From December 25 through January 4, the Church suspends the usual Wednesday and Friday fasts so we can celebrate the Incarnation without interruption. This is the Nativity through Theophany fast-free period.
It’s one of the Church’s designated fast-free weeks. During these days, you don’t fast on Wednesdays and Fridays like you normally would. The Church wants us to feast, not fast, because God has become man and we’re still celebrating.
Why the Church gives us these days
The Nativity isn’t just December 25. We celebrate the Afterfeast for eleven days, extending the joy of Christ’s birth through a full liturgical season. Think of it like this: when something momentous happens in your life, a wedding, the birth of a child, you don’t celebrate for just one day and then go back to normal. The event ripples outward. The Church understands this. God entered human history as an infant in Bethlehem. That’s worth more than twenty-four hours.
So the Church relaxes the fasting rules. She’s not being lax. She’s being maternal. During the Nativity Fast we prepared ourselves through discipline and anticipation. Now that Christ is born, we feast. We eat. We gather. We rejoice.
This isn’t permission to gorge yourself or ignore prayer. It’s an invitation to celebrate with your whole life, including your body. Food and drink aren’t obstacles to holiness during these days. They’re part of how we mark the feast.
What this means practically
You can eat meat, dairy, fish, whatever. Wednesday and Friday aren’t fast days during this period. If you’ve been carefully observing the Wednesday and Friday fasts all year, this break might feel strange at first. That’s normal. Some people even feel a little guilty, like they should be fasting anyway. But obedience to the Church’s rhythm is more important than our individual impulses toward rigor.
Your priest might have specific guidance for your parish, so check with him if you’re uncertain. But the general rule across the Orthodox Church, Antiochian, OCA, all of us, is the same. Fast-free means fast-free.
When it ends
January 5 is the Eve of Theophany, and it’s a strict fast day. The celebration stops. We fast completely that day in preparation for the Feast of Theophany on January 6, when we commemorate Christ’s baptism in the Jordan. So you get eleven days of feasting, then a hard stop.
Theophany itself is a feast day, so January 6 is fast-free again. But the special fast-free period we’re talking about is really December 25 through January 4, with that strict fast on the 5th marking the transition.
The bigger picture
This period connects two great feasts: the Nativity and Theophany. At the Nativity, God becomes man in secret, born in a cave, announced to shepherds, revealed to Magi. At Theophany, His divinity is proclaimed publicly at the Jordan when the Father’s voice speaks from heaven and the Spirit descends as a dove. The eleven days between link these revelations together. We’re living liturgically in the unfolding mystery of who Jesus is.

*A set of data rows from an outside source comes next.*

//! Liveness on a single-worker Rayon pool.
//!
//! The batch driver keeps its bookkeeping loop on the calling thread, so
//! even a one-thread global pool has a free worker for the dispatched
//! tasks. This file pins the global pool to one thread, which is why it
//! holds a single test in its own binary.

use std::sync::mpsc::channel;
use std::time::Duration;

use kumiki::Batch;

#[test]
fn test_batch_settles_on_a_one_thread_pool() {
    rayon::ThreadPoolBuilder::new()
        .num_threads(1)
        .build_global()
        .unwrap();

    // Drive the batch from a helper thread so a scheduling regression
    // shows up as a timeout instead of hanging the test run.
    let (done, settled) = channel();
    std::thread::spawn(move || {
        let mut batch = Batch::<()>::new();
        let net = batch.define("net").create_with(|_| Ok(String::from("n")));
        let vm_a = batch
            .define("vm-a")
            .requires(net.clone())
            .create_with(|_, net| Ok(format!("a@{net}")));
        let vm_b = batch
            .define("vm-b")
            .requires(net.clone())
            .create_with(|_, net| Ok(format!("b@{net}")));

        let created = batch.create(&[vm_a.clone(), vm_b.clone()], ()).unwrap();
        let first = created.get(vm_a.key()).cloned();
        let second = created.get(vm_b.key()).cloned();
        done.send((first, second)).unwrap();
    });

    let (first, second) = settled
        .recv_timeout(Duration::from_secs(60))
        .expect("batch did not settle on a one-thread pool");

    assert_eq!(first.as_deref(), Some("a@n"));
    assert_eq!(second.as_deref(), Some("b@n"));
}
use std::collections::HashMap;
use std::time::{Duration, Instant};

use crate::core::Key;

/// Wall-clock record of one task's work.
#[derive(Debug, Clone)]
pub struct TaskExecution {
    pub start: Instant,
    pub duration: Duration,
}

/// Execution log of one batch run, keyed by task [`Key`].
///
/// Only tasks whose work actually ran have an entry; skipped tasks and
/// replayed walks leave no trace here.
#[derive(Debug, Default)]
pub struct Diagnostics {
    pub execution_times: HashMap<Key, TaskExecution>,
}

impl Diagnostics {
    /// Whether `a`'s work had finished before `b`'s work started.
    /// `None` when either task never ran.
    pub fn finished_before(&self, a: Key, b: Key) -> Option<bool> {
        let a = self.execution_times.get(&a)?;
        let b = self.execution_times.get(&b)?;
        Some(a.start + a.duration <= b.start)
    }

    /// Wall time spanned by the run, from the first task starting to the
    /// last task finishing.
    pub fn total_duration(&self) -> Option<Duration> {
        let start = self.execution_times.values().map(|t| t.start).min()?;
        let end = self
            .execution_times
            .values()
            .map(|t| t.start + t.duration)
            .max()?;
        Some(end.duration_since(start))
    }

    pub fn len(&self) -> usize {
        self.execution_times.len()
    }

    pub fn is_empty(&self) -> bool {
        self.execution_times.is_empty()
    }
}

Some people call this the “Twelve Days of Christmas,” and there’s overlap with that old Western tradition. But we’re not just keeping a quaint custom. We’re participating in the Church’s liturgical life, which has its own logic and beauty. The fast-free period isn’t arbitrary. It’s the Church breathing, inhaling during the fasts and exhaling during the feasts.
A word for Southeast Texas
If you’re coming from a Baptist or non-denominational background, this whole idea of fast-free periods might seem odd. You might not have fasted regularly before becoming Orthodox, so what’s the big deal about not fasting? But once you’ve lived through a few cycles of the Church year, once you’ve kept the Nativity Fast and then hit December 25, you’ll understand. The contrast makes the feast actually feel like a feast. Your body knows it. Your stomach knows it. And that’s part of the point.
The Church isn’t just teaching your mind. She’s teaching your whole person, and that takes time. So if this is your first year, just follow along. Feast when the Church says feast. Fast when she says fast. Trust the rhythm. It’s been working for two thousand years, and it’ll work for you too.